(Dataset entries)
= = = = =

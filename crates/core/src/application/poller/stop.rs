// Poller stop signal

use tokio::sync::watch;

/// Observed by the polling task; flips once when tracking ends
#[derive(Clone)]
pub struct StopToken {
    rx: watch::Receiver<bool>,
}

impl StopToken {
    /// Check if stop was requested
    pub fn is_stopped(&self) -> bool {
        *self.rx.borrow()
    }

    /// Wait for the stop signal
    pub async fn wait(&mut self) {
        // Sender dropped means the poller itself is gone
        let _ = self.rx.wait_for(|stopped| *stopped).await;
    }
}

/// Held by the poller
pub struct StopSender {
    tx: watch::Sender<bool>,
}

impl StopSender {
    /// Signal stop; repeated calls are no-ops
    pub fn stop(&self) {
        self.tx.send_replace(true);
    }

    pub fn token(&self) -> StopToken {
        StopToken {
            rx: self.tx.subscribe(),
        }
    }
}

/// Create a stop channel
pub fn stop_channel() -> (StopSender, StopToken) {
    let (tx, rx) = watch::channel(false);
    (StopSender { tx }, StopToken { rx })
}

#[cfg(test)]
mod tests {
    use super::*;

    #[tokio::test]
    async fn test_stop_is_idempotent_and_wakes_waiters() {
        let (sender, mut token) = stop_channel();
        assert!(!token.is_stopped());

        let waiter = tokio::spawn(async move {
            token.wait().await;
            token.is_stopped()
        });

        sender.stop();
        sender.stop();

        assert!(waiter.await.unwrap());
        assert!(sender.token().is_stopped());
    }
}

= = = = =

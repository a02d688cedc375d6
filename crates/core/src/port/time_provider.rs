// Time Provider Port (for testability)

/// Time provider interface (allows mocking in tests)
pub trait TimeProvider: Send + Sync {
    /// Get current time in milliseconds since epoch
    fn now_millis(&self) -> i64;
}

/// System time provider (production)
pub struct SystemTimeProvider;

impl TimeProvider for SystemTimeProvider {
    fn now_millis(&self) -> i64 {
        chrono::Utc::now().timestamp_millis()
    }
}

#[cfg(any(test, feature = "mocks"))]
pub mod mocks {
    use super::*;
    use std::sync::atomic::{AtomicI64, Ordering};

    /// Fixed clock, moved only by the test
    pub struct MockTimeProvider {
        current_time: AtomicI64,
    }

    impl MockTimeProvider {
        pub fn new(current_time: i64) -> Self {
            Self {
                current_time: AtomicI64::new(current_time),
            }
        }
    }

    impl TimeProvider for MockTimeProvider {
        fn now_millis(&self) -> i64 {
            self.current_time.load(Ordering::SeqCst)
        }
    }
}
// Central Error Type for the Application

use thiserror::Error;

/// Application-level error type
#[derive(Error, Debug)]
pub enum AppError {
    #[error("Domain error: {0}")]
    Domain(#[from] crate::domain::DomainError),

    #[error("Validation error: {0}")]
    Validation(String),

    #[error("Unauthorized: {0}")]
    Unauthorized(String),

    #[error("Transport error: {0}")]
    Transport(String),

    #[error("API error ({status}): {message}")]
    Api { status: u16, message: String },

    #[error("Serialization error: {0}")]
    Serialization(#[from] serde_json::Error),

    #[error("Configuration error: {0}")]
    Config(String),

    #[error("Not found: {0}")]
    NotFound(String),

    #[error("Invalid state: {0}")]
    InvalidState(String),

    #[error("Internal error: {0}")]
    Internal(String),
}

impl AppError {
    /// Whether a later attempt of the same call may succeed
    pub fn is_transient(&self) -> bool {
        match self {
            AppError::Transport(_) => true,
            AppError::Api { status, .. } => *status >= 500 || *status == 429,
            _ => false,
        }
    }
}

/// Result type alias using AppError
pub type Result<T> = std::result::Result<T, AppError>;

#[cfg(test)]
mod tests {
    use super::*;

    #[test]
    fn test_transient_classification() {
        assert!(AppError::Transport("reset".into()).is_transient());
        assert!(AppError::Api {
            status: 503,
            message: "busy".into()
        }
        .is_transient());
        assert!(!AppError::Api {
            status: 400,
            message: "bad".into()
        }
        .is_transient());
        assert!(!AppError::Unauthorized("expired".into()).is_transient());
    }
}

= = = = =

**Your objective:** Lines holding the word "MockTimeProvider" should be copied from the entries above.

**Response below:**
    pub struct MockTimeProvider {
    impl MockTimeProvider {
    impl TimeProvider for MockTimeProvider {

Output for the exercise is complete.